Голоса тишины (Мальро) - страница 31

Небесполезно знать, на какой глубинный зов нашего существа откликается то или иное произведение, знать, что этот зов не всегда один и тот же. На просторах Древнего Востока скульпторы создавали образы богов не как придётся; в борениях художники выработали стили, которые они придавали этим образам, в борениях они добивались трансформации этих стилей. Ваяние «служило» изготовлению богов, а искусство в целом служило выразительности и, может быть, развитию особого отношения человека к священному. В Греции скульпторы также изготовляли богов; художники вырывали этих богов из тисков страха, смерти, из сферы нечеловеческого. Теократический характер Востока распространил на мирские предметы стиль, найденный для сакральных изображений, и египетские ложечки для румян и притираний кажутся вырезанными для мертвых. Греции Гермеса и Амфитриты[89] удалось придать богам идеальные человеческие формы; и хотя в обоих случаях искусство изображало богов, совершенно ясно, что при этом оно сумело задеть не одни и те же струны души.
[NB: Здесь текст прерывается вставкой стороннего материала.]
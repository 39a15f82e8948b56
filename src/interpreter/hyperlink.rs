//! Hyperlink OSC sequence handling (OSC 8)
//!
//! ## Protocol Format
//!
//! `OSC 8 ; params ; url ST` opens a hyperlink span at the cursor; a later
//! `OSC 8 ; ; ST` (empty url) closes it. `params` is a `:`-separated list of
//! `key=value` pairs; only `id` is interpreted.
//!
//! At most one span is open at a time. A span is recorded when it opens and
//! emitted as a row-local [`Action::AddSegment`] when it closes; a span the
//! cursor abandoned (new link on another row, or no column advance) is
//! discarded without a segment. A span left open across a line break is
//! truncated to its starting row, extended to the full row width.

use crate::action::{Action, SemanticType};
use crate::debug;

use super::{ActiveHyperlink, OscInterpreter};

impl OscInterpreter {
    pub(crate) fn handle_hyperlink(
        &mut self,
        payload: &str,
        cursor_row: usize,
        cursor_col: usize,
        cols: usize,
    ) -> Vec<Action> {
        let Some((params, url)) = payload.split_once(';') else {
            debug::log(
                debug::DebugLevel::Debug,
                "OSC8",
                "Missing params/url separator, ignoring",
            );
            return Vec::new();
        };

        let url = url.trim();
        if url.is_empty() {
            return self.close_hyperlink(cursor_row, cursor_col, cols);
        }

        let id = params.split(':').find_map(|param| {
            param
                .split_once('=')
                .filter(|(key, _)| *key == "id")
                .map(|(_, value)| value.to_string())
        });

        let mut actions = Vec::new();
        if let Some(open) = self.active_hyperlink.take() {
            // Starting a new link closes the previous span when it covers at
            // least one column on the same row; otherwise it is dropped.
            if open.start_row == cursor_row && open.start_col < cursor_col {
                actions.push(Action::AddSegment {
                    row: open.start_row,
                    start_col: open.start_col,
                    end_col: cursor_col,
                    kind: SemanticType::Hyperlink,
                    metadata: Some(open.url),
                    prompt_id: self.current_prompt_id,
                });
            } else {
                debug::log(
                    debug::DebugLevel::Debug,
                    "OSC8",
                    &format!("Discarding unterminated hyperlink span: {}", open.url),
                );
            }
        }

        self.active_hyperlink = Some(ActiveHyperlink {
            url: url.to_string(),
            id,
            start_row: cursor_row,
            start_col: cursor_col,
        });

        actions
    }

    fn close_hyperlink(&mut self, cursor_row: usize, cursor_col: usize, cols: usize) -> Vec<Action> {
        let Some(open) = self.active_hyperlink.take() else {
            return Vec::new();
        };

        if open.start_row == cursor_row {
            if open.start_col < cursor_col {
                return vec![Action::AddSegment {
                    row: cursor_row,
                    start_col: open.start_col,
                    end_col: cursor_col,
                    kind: SemanticType::Hyperlink,
                    metadata: Some(open.url),
                    prompt_id: self.current_prompt_id,
                }];
            }
            // Zero-width span, nothing to annotate
            return Vec::new();
        }

        // The cursor left the row while the link was open; the span is
        // truncated to the starting row, extended to the full row width.
        if open.start_col < cols {
            return vec![Action::AddSegment {
                row: open.start_row,
                start_col: open.start_col,
                end_col: cols,
                kind: SemanticType::Hyperlink,
                metadata: Some(open.url),
                prompt_id: self.current_prompt_id,
            }];
        }

        Vec::new()
    }
}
Мы знаем, насколько различны важнейшие чувства, которым отвечает живопись династии Сун, «Пьета» из монастыря Вильнёв[90], «Адам» Микеланджело, те или иные полотна Фрагонара, Сезанна и Брака; а в лоне христианства – росписи Катакомб и Ватиканского дворца, творения Джотто и Тициана. Но мы говорим об этих произведениях, как о живописи, об их принадлежности к одной и той же области. Искусство было зависимо от многих из этих образов, и мы ставим их все в зависимость от искусства. Если бы единодушно было признано, что высшая ценность последнего состоит в том, чтобы служить политике или воздействовать на зрителя, как это делает реклама, музей и мировое художественное наследие трансформировались бы менее, чем за одно столетие.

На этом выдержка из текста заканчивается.